◆ WHAT IS REQUIRED
All lines of the listing below are to be printed again exactly.

◆ AVAILABLE DATA
+ + + +

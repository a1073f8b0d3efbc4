//! Declarative layout tree for the certificate canvas.
//!
//! A `Layout` is purely derived output: the composer builds it fresh for every
//! render request and the SVG renderer consumes it exactly once. Nothing here
//! is mutated after composition.

use crate::blob::EmbeddableBlob;

pub const CANVAS_WIDTH: f64 = 1080.0;
/// Fixed canvas height. Derives from scaling a reference physical document
/// size (1123 x 5398/8560) to width 1080. The raster export rounds this to
/// 681 integer pixels; keep the fractional constant as-is.
pub const CANVAS_HEIGHT: f64 = 681.0560747664;

#[derive(Debug, Clone, Copy, PartialEq)]
pub struct Rect {
    pub x: f64,
    pub y: f64,
    pub w: f64,
    pub h: f64,
}

impl Rect {
    pub fn new(x: f64, y: f64, w: f64, h: f64) -> Self {
        Self { x, y, w, h }
    }

    pub fn center(&self) -> (f64, f64) {
        (self.x + self.w / 2.0, self.y + self.h / 2.0)
    }
}

#[derive(Debug, Clone, Copy, PartialEq, Eq)]
pub struct Color(pub [u8; 3]);

impl std::fmt::Display for Color {
    fn fmt(&self, f: &mut std::fmt::Formatter<'_>) -> std::fmt::Result {
        write!(f, "#{:02X}{:02X}{:02X}", self.0[0], self.0[1], self.0[2])
    }
}

#[derive(Debug, Clone, Copy, PartialEq)]
pub struct GradientStop {
    pub offset: f64,
    pub color: Color,
}

#[derive(Debug, Clone, PartialEq)]
pub enum Fill {
    Solid(Color),
    /// CSS-style gradient angle in degrees (0 = up, 90 = right).
    LinearGradient { angle_deg: f64, stops: Vec<GradientStop> },
}

impl Fill {
    pub fn gradient(angle_deg: f64, colors: &[Color]) -> Fill {
        let n = colors.len().max(2) - 1;
        let stops = colors
            .iter()
            .enumerate()
            .map(|(i, &color)| GradientStop { offset: i as f64 / n as f64, color })
            .collect();
        Fill::LinearGradient { angle_deg, stops }
    }
}

#[derive(Debug, Clone, Copy, PartialEq, Eq)]
pub enum Clip {
    None,
    /// Clip to the largest circle inscribed in the node's rect.
    Circle,
}

#[derive(Debug, Clone, Copy, PartialEq, Eq)]
pub enum FontFamily {
    Serif,
    Sans,
}

#[derive(Debug, Clone, Copy, PartialEq, Eq)]
pub enum TextAnchor {
    Start,
    End,
}

#[derive(Debug, Clone, PartialEq)]
pub struct TextStyle {
    pub family: FontFamily,
    pub size: f64,
    pub weight: u16,
    pub color: Color,
    pub letter_spacing: f64,
    pub anchor: TextAnchor,
}

impl TextStyle {
    pub fn new(family: FontFamily, size: f64, weight: u16, color: Color) -> Self {
        Self {
            family,
            size,
            weight,
            color,
            letter_spacing: 0.0,
            anchor: TextAnchor::Start,
        }
    }

    pub fn letter_spacing(mut self, spacing: f64) -> Self {
        self.letter_spacing = spacing;
        self
    }

    pub fn anchored_end(mut self) -> Self {
        self.anchor = TextAnchor::End;
        self
    }
}

#[derive(Debug, Clone, PartialEq)]
pub enum NodeKind {
    Container {
        fill: Option<Fill>,
        radius: f64,
        children: Vec<Node>,
    },
    Image {
        blob: EmbeddableBlob,
        clip: Clip,
    },
    Text {
        content: String,
        style: TextStyle,
        /// When set, the renderer shrinks the font size until the run fits.
        max_width: Option<f64>,
    },
}

/// One positioned node. All coordinates are absolute canvas units, including
/// for container children; containers group paint order, not coordinates.
#[derive(Debug, Clone, PartialEq)]
pub struct Node {
    pub rect: Rect,
    /// Rotation in degrees around the rect center. 0 = none.
    pub rotate: f64,
    pub kind: NodeKind,
}

impl Node {
    pub fn container(rect: Rect, fill: Option<Fill>, children: Vec<Node>) -> Node {
        Node {
            rect,
            rotate: 0.0,
            kind: NodeKind::Container { fill, radius: 0.0, children },
        }
    }

    pub fn image(rect: Rect, blob: EmbeddableBlob) -> Node {
        Node {
            rect,
            rotate: 0.0,
            kind: NodeKind::Image { blob, clip: Clip::None },
        }
    }

    pub fn circle_image(rect: Rect, blob: EmbeddableBlob) -> Node {
        Node {
            rect,
            rotate: 0.0,
            kind: NodeKind::Image { blob, clip: Clip::Circle },
        }
    }

    pub fn text(rect: Rect, content: impl Into<String>, style: TextStyle) -> Node {
        Node {
            rect,
            rotate: 0.0,
            kind: NodeKind::Text { content: content.into(), style, max_width: None },
        }
    }

    pub fn rotated(mut self, degrees: f64) -> Node {
        self.rotate = degrees;
        self
    }

    pub fn rounded(mut self, corner_radius: f64) -> Node {
        if let NodeKind::Container { radius, .. } = &mut self.kind {
            *radius = corner_radius;
        }
        self
    }

    pub fn fitted(mut self, width: f64) -> Node {
        if let NodeKind::Text { max_width, .. } = &mut self.kind {
            *max_width = Some(width);
        }
        self
    }
}

/// Ordered tree of positioned nodes on a fixed canvas. Paint order is
/// document order (first node painted first).
#[derive(Debug, Clone, PartialEq)]
pub struct Layout {
    pub width: f64,
    pub height: f64,
    pub nodes: Vec<Node>,
}

impl Layout {
    pub fn canvas(nodes: Vec<Node>) -> Layout {
        Layout {
            width: CANVAS_WIDTH,
            height: CANVAS_HEIGHT,
            nodes,
        }
    }

    /// All text contents in paint order, descending into containers.
    pub fn texts(&self) -> Vec<&str> {
        fn walk<'a>(nodes: &'a [Node], out: &mut Vec<&'a str>) {
            for n in nodes {
                match &n.kind {
                    NodeKind::Text { content, .. } => out.push(content.as_str()),
                    NodeKind::Container { children, .. } => walk(children, out),
                    NodeKind::Image { .. } => {}
                }
            }
        }
        let mut out = Vec::new();
        walk(&self.nodes, &mut out);
        out
    }

    pub fn contains_text(&self, needle: &str) -> bool {
        self.texts().iter().any(|t| *t == needle)
    }

    pub fn image_count(&self) -> usize {
        fn walk(nodes: &[Node]) -> usize {
            nodes
                .iter()
                .map(|n| match &n.kind {
                    NodeKind::Image { .. } => 1,
                    NodeKind::Container { children, .. } => walk(children),
                    NodeKind::Text { .. } => 0,
                })
                .sum()
        }
        walk(&self.nodes)
    }
}

#[cfg(test)]
mod tests {
    use super::*;

    #[test]
    fn color_formats_as_hex() {
        assert_eq!(Color([0x74, 0x70, 0x5E]).to_string(), "#74705E");
    }

    #[test]
    fn gradient_stops_span_zero_to_one() {
        let f = Fill::gradient(135.0, &[Color([0; 3]), Color([128; 3]), Color([255; 3])]);
        let Fill::LinearGradient { stops, .. } = f else {
            panic!("expected gradient")
        };
        assert_eq!(stops.len(), 3);
        assert_eq!(stops[0].offset, 0.0);
        assert_eq!(stops[1].offset, 0.5);
        assert_eq!(stops[2].offset, 1.0);
    }

    #[test]
    fn texts_walks_nested_containers() {
        let style = TextStyle::new(FontFamily::Serif, 16.0, 400, Color([0; 3]));
        let layout = Layout::canvas(vec![Node::container(
            Rect::new(0.0, 0.0, 10.0, 10.0),
            None,
            vec![Node::text(Rect::new(0.0, 0.0, 5.0, 5.0), "inner", style)],
        )]);
        assert!(layout.contains_text("inner"));
    }
}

+ + + +

◆ RESULT OF THE TASK
repository a1073f8b0d3efbc4
//! Declarative layout tree for the certificate canvas.
//!
//! A `Layout` is purely derived output: the composer builds it fresh for every
//! render request and the SVG renderer consumes it exactly once. Nothing here
//! is mutated after composition.

use crate::blob::EmbeddableBlob;

pub const CANVAS_WIDTH: f64 = 1080.0;
/// Fixed canvas height. Derives from scaling a reference physical document
/// size (1123 x 5398/8560) to width 1080. The raster export rounds this to
/// 681 integer pixels; keep the fractional constant as-is.
pub const CANVAS_HEIGHT: f64 = 681.0560747664;

#[derive(Debug, Clone, Copy, PartialEq)]
pub struct Rect {
    pub x: f64,
    pub y: f64,
    pub w: f64,
    pub h: f64,
}

impl Rect {
    pub fn new(x: f64, y: f64, w: f64, h: f64) -> Self {
        Self { x, y, w, h }
    }

    pub fn center(&self) -> (f64, f64) {
        (self.x + self.w / 2.0, self.y + self.h / 2.0)
    }
}

#[derive(Debug, Clone, Copy, PartialEq, Eq)]
pub struct Color(pub [u8; 3]);

impl std::fmt::Display for Color {
    fn fmt(&self, f: &mut std::fmt::Formatter<'_>) -> std::fmt::Result {
        write!(f, "#{:02X}{:02X}{:02X}", self.0[0], self.0[1], self.0[2])
    }
}

#[derive(Debug, Clone, Copy, PartialEq)]
pub struct GradientStop {
    pub offset: f64,
    pub color: Color,
}

#[derive(Debug, Clone, PartialEq)]
pub enum Fill {
    Solid(Color),
    /// CSS-style gradient angle in degrees (0 = up, 90 = right).
    LinearGradient { angle_deg: f64, stops: Vec<GradientStop> },
}

impl Fill {
    pub fn gradient(angle_deg: f64, colors: &[Color]) -> Fill {
        let n = colors.len().max(2) - 1;
        let stops = colors
            .iter()
            .enumerate()
            .map(|(i, &color)| GradientStop { offset: i as f64 / n as f64, color })
            .collect();
        Fill::LinearGradient { angle_deg, stops }
    }
}

#[derive(Debug, Clone, Copy, PartialEq, Eq)]
pub enum Clip {
    None,
    /// Clip to the largest circle inscribed in the node's rect.
    Circle,
}

#[derive(Debug, Clone, Copy, PartialEq, Eq)]
pub enum FontFamily {
    Serif,
    Sans,
}

#[derive(Debug, Clone, Copy, PartialEq, Eq)]
pub enum TextAnchor {
    Start,
    End,
}

#[derive(Debug, Clone, PartialEq)]
pub struct TextStyle {
    pub family: FontFamily,
    pub size: f64,
    pub weight: u16,
    pub color: Color,
    pub letter_spacing: f64,
    pub anchor: TextAnchor,
}

impl TextStyle {
    pub fn new(family: FontFamily, size: f64, weight: u16, color: Color) -> Self {
        Self {
            family,
            size,
            weight,
            color,
            letter_spacing: 0.0,
            anchor: TextAnchor::Start,
        }
    }

    pub fn letter_spacing(mut self, spacing: f64) -> Self {
        self.letter_spacing = spacing;
        self
    }

    pub fn anchored_end(mut self) -> Self {
        self.anchor = TextAnchor::End;
        self
    }
}

#[derive(Debug, Clone, PartialEq)]
pub enum NodeKind {
    Container {
        fill: Option<Fill>,
        radius: f64,
        children: Vec<Node>,
    },
    Image {
        blob: EmbeddableBlob,
        clip: Clip,
    },
    Text {
        content: String,
        style: TextStyle,
        /// When set, the renderer shrinks the font size until the run fits.
        max_width: Option<f64>,
    },
}

/// One positioned node. All coordinates are absolute canvas units, including
/// for container children; containers group paint order, not coordinates.
#[derive(Debug, Clone, PartialEq)]
pub struct Node {
    pub rect: Rect,
    /// Rotation in degrees around the rect center. 0 = none.
    pub rotate: f64,
    pub kind: NodeKind,
}

impl Node {
    pub fn container(rect: Rect, fill: Option<Fill>, children: Vec<Node>) -> Node {
        Node {
            rect,
            rotate: 0.0,
            kind: NodeKind::Container { fill, radius: 0.0, children },
        }
    }

    pub fn image(rect: Rect, blob: EmbeddableBlob) -> Node {
        Node {
            rect,
            rotate: 0.0,
            kind: NodeKind::Image { blob, clip: Clip::None },
        }
    }

    pub fn circle_image(rect: Rect, blob: EmbeddableBlob) -> Node {
        Node {
            rect,
            rotate: 0.0,
            kind: NodeKind::Image { blob, clip: Clip::Circle },
        }
    }

    pub fn text(rect: Rect, content: impl Into<String>, style: TextStyle) -> Node {
        Node {
            rect,
            rotate: 0.0,
            kind: NodeKind::Text { content: content.into(), style, max_width: None },
        }
    }

    pub fn rotated(mut self, degrees: f64) -> Node {
        self.rotate = degrees;
        self
    }

    pub fn rounded(mut self, corner_radius: f64) -> Node {
        if let NodeKind::Container { radius, .. } = &mut self.kind {
            *radius = corner_radius;
        }
        self
    }

    pub fn fitted(mut self, width: f64) -> Node {
        if let NodeKind::Text { max_width, .. } = &mut self.kind {
            *max_width = Some(width);
        }
        self
    }
}

/// Ordered tree of positioned nodes on a fixed canvas. Paint order is
/// document order (first node painted first).
#[derive(Debug, Clone, PartialEq)]
pub struct Layout {
    pub width: f64,
    pub height: f64,
    pub nodes: Vec<Node>,
}

impl Layout {
    pub fn canvas(nodes: Vec<Node>) -> Layout {
        Layout {
            width: CANVAS_WIDTH,
            height: CANVAS_HEIGHT,
            nodes,
        }
    }

    /// All text contents in paint order, descending into containers.
    pub fn texts(&self) -> Vec<&str> {
        fn walk<'a>(nodes: &'a [Node], out: &mut Vec<&'a str>) {
            for n in nodes {
                match &n.kind {
                    NodeKind::Text { content, .. } => out.push(content.as_str()),
                    NodeKind::Container { children, .. } => walk(children, out),
                    NodeKind::Image { .. } => {}
                }
            }
        }
        let mut out = Vec::new();
        walk(&self.nodes, &mut out);
        out
    }

    pub fn contains_text(&self, needle: &str) -> bool {
        self.texts().iter().any(|t| *t == needle)
    }

    pub fn image_count(&self) -> usize {
        fn walk(nodes: &[Node]) -> usize {
            nodes
                .iter()
                .map(|n| match &n.kind {
                    NodeKind::Image { .. } => 1,
                    NodeKind::Container { children, .. } => walk(children),
                    NodeKind::Text { .. } => 0,
                })
                .sum()
        }
        walk(&self.nodes)
    }
}

#[cfg(test)]
mod tests {
    use super::*;

    #[test]
    fn color_formats_as_hex() {
        assert_eq!(Color([0x74, 0x70, 0x5E]).to_string(), "#74705E");
    }

    #[test]
    fn gradient_stops_span_zero_to_one() {
        let f = Fill::gradient(135.0, &[Color([0; 3]), Color([128; 3]), Color([255; 3])]);
        let Fill::LinearGradient { stops, .. } = f else {
            panic!("expected gradient")
        };
        assert_eq!(stops.len(), 3);
        assert_eq!(stops[0].offset, 0.0);
        assert_eq!(stops[1].offset, 0.5);
        assert_eq!(stops[2].offset, 1.0);
    }

    #[test]
    fn texts_walks_nested_containers() {
        let style = TextStyle::new(FontFamily::Serif, 16.0, 400, Color([0; 3]));
        let layout = Layout::canvas(vec![Node::container(
            Rect::new(0.0, 0.0, 10.0, 10.0),
            None,
            vec![Node::text(Rect::new(0.0, 0.0, 5.0, 5.0), "inner", style)],
        )]);
        assert!(layout.contains_text("inner"));
    }
}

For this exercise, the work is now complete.